→ Problem to solve
Every line in the data below that includes "HashSet" belongs in the answer, copied as it stands.
::::
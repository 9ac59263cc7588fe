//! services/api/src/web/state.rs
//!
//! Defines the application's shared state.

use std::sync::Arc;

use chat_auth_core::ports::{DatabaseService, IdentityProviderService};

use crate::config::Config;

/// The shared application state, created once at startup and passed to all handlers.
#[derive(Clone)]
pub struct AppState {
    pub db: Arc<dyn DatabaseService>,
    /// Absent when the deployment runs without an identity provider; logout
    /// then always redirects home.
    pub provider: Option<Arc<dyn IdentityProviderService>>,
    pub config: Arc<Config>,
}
::::
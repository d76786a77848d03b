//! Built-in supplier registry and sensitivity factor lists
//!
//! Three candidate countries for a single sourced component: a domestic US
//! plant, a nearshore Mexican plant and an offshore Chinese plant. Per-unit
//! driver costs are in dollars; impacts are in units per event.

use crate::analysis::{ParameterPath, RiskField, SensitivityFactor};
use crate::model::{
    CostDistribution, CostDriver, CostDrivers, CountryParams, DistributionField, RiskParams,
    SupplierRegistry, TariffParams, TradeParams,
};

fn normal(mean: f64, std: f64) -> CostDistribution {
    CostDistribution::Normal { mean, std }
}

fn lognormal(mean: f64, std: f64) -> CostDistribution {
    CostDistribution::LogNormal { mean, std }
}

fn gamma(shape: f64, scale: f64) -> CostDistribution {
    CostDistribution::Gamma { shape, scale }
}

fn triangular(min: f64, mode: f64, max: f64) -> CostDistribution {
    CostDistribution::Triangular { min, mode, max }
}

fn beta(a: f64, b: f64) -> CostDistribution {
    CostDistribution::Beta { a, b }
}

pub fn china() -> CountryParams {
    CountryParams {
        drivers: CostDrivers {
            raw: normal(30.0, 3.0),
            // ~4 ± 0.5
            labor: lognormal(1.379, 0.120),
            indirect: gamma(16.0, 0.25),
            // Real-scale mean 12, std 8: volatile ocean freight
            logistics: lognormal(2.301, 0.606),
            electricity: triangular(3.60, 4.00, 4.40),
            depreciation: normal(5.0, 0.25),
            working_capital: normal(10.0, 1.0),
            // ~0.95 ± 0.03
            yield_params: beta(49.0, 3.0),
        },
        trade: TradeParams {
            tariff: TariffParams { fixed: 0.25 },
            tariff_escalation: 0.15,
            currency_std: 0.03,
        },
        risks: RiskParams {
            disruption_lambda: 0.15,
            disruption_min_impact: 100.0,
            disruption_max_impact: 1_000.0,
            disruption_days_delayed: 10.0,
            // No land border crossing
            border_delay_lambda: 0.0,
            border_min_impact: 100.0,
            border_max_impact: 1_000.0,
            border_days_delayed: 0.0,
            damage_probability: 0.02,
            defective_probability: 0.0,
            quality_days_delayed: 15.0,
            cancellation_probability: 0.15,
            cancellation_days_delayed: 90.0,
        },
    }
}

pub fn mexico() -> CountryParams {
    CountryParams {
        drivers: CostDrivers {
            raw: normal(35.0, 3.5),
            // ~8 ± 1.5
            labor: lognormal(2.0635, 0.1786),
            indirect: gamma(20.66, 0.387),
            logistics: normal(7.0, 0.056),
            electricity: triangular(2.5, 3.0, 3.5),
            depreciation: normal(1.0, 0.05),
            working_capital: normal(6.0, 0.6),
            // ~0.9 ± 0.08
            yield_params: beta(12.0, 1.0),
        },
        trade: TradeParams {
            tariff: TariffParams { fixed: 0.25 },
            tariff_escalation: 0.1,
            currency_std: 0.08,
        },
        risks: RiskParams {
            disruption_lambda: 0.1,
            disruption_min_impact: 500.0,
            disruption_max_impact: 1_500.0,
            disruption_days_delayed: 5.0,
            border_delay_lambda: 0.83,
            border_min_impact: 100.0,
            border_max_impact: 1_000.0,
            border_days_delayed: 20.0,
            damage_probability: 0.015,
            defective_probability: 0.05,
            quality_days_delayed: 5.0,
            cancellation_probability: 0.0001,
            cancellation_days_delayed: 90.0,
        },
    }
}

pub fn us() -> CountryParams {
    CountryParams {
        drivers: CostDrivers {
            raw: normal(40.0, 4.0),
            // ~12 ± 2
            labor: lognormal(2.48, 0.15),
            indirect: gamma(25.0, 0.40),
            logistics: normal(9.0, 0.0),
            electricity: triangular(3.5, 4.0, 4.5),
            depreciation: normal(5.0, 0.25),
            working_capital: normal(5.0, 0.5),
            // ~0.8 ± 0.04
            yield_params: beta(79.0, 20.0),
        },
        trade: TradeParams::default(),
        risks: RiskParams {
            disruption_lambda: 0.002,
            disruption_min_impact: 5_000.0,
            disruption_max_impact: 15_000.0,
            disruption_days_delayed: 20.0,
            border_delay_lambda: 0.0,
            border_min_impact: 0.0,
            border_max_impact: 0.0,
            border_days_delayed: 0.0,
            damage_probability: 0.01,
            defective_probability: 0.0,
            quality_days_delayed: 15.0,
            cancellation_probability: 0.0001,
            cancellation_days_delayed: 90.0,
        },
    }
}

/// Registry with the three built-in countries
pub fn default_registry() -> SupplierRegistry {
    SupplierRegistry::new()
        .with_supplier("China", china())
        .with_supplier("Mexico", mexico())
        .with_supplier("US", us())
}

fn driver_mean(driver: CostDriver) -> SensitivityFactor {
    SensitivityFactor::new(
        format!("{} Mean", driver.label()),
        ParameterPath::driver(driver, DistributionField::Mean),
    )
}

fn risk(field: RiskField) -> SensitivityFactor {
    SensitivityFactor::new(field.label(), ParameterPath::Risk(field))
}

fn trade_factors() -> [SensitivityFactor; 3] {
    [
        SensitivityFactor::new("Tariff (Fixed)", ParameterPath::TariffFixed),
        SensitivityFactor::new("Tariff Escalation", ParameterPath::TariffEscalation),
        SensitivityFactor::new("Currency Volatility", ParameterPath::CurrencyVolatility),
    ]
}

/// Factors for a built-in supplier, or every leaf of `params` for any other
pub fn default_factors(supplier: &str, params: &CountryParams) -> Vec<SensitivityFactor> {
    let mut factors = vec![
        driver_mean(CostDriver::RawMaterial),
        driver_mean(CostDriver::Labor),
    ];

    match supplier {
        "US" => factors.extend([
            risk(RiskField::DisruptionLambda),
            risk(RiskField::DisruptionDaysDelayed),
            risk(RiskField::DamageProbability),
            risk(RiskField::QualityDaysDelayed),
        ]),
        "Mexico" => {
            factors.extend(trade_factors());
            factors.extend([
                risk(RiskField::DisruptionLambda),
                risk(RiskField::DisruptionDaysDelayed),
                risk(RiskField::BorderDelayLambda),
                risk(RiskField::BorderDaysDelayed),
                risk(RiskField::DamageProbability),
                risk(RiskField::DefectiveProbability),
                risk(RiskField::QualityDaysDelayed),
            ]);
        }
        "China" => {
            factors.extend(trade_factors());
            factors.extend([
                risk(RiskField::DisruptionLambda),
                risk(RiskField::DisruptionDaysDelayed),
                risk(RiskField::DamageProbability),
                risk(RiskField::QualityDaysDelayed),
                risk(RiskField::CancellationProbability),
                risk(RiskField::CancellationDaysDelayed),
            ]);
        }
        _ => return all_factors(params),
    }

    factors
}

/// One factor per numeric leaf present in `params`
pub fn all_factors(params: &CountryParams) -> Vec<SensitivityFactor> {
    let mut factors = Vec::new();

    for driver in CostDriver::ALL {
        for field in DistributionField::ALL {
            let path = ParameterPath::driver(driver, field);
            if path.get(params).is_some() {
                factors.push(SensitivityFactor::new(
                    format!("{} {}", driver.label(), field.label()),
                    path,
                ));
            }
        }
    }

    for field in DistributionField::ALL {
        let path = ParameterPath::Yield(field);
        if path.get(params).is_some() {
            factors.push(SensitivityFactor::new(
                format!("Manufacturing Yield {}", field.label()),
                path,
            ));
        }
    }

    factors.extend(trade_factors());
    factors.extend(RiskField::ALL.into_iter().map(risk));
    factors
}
::::
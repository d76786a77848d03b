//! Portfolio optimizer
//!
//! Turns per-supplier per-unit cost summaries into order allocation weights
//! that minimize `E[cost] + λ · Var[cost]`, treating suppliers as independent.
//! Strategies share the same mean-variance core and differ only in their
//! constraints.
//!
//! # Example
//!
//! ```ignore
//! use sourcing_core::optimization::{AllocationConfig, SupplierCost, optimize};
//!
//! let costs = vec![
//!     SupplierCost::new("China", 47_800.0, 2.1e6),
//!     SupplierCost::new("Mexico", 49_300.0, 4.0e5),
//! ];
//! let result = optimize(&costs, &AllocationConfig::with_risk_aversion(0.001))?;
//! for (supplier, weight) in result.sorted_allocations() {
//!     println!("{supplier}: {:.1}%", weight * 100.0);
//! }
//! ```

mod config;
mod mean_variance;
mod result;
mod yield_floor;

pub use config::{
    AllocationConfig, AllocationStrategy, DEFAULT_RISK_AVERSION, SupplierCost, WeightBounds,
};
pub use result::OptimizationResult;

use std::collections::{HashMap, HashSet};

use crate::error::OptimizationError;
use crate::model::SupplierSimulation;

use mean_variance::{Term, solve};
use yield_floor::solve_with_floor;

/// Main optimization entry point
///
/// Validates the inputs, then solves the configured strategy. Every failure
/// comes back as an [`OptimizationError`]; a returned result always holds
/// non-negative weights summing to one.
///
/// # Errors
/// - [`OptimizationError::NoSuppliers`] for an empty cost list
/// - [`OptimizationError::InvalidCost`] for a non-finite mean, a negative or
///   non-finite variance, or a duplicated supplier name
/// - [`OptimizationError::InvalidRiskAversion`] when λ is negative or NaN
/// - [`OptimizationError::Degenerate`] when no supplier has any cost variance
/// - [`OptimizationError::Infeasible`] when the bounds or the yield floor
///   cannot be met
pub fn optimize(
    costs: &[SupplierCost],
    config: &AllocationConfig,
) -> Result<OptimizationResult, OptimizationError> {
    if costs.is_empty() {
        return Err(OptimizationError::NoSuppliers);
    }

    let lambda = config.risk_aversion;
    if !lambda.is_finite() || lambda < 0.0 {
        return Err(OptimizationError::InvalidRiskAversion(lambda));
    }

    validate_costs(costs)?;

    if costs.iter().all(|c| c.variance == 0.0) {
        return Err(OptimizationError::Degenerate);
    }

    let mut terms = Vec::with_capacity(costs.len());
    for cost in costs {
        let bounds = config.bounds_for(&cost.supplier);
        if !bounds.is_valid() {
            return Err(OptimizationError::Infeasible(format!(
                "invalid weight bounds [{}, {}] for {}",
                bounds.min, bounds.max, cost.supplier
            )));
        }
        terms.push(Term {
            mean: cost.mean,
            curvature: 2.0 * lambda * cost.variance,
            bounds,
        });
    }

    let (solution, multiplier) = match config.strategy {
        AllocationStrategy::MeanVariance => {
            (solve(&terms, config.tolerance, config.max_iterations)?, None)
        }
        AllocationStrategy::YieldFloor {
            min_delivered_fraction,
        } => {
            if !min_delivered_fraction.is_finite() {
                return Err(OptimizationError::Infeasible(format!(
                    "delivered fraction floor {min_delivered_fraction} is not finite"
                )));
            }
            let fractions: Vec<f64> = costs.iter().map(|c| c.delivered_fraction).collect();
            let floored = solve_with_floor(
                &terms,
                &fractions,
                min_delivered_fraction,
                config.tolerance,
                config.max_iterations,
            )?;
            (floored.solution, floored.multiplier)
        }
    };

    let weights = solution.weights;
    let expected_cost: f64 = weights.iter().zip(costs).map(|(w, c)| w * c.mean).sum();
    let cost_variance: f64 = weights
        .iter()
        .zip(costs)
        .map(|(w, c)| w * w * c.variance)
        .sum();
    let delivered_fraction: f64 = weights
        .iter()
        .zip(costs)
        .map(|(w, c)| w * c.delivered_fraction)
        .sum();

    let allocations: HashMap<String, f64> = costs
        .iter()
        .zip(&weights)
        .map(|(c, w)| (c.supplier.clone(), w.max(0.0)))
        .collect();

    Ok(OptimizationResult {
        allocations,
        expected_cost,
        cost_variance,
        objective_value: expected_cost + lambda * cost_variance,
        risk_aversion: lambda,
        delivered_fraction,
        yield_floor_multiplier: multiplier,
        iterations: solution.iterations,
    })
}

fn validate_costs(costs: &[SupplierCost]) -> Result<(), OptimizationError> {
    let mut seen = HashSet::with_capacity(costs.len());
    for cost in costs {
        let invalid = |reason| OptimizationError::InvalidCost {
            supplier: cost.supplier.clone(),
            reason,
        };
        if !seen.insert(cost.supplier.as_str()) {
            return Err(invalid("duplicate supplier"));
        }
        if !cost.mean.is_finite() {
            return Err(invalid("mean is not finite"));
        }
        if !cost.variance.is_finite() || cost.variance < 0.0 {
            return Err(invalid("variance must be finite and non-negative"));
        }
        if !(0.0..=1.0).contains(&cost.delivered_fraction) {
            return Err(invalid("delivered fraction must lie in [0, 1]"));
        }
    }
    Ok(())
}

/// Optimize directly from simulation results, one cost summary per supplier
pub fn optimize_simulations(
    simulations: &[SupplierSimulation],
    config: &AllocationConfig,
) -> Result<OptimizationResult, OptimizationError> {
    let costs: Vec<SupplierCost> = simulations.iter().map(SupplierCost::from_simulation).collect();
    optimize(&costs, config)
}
::::
→ Solution for this problem
use std::collections::{HashMap, HashSet};
    let mut seen = HashSet::with_capacity(costs.len());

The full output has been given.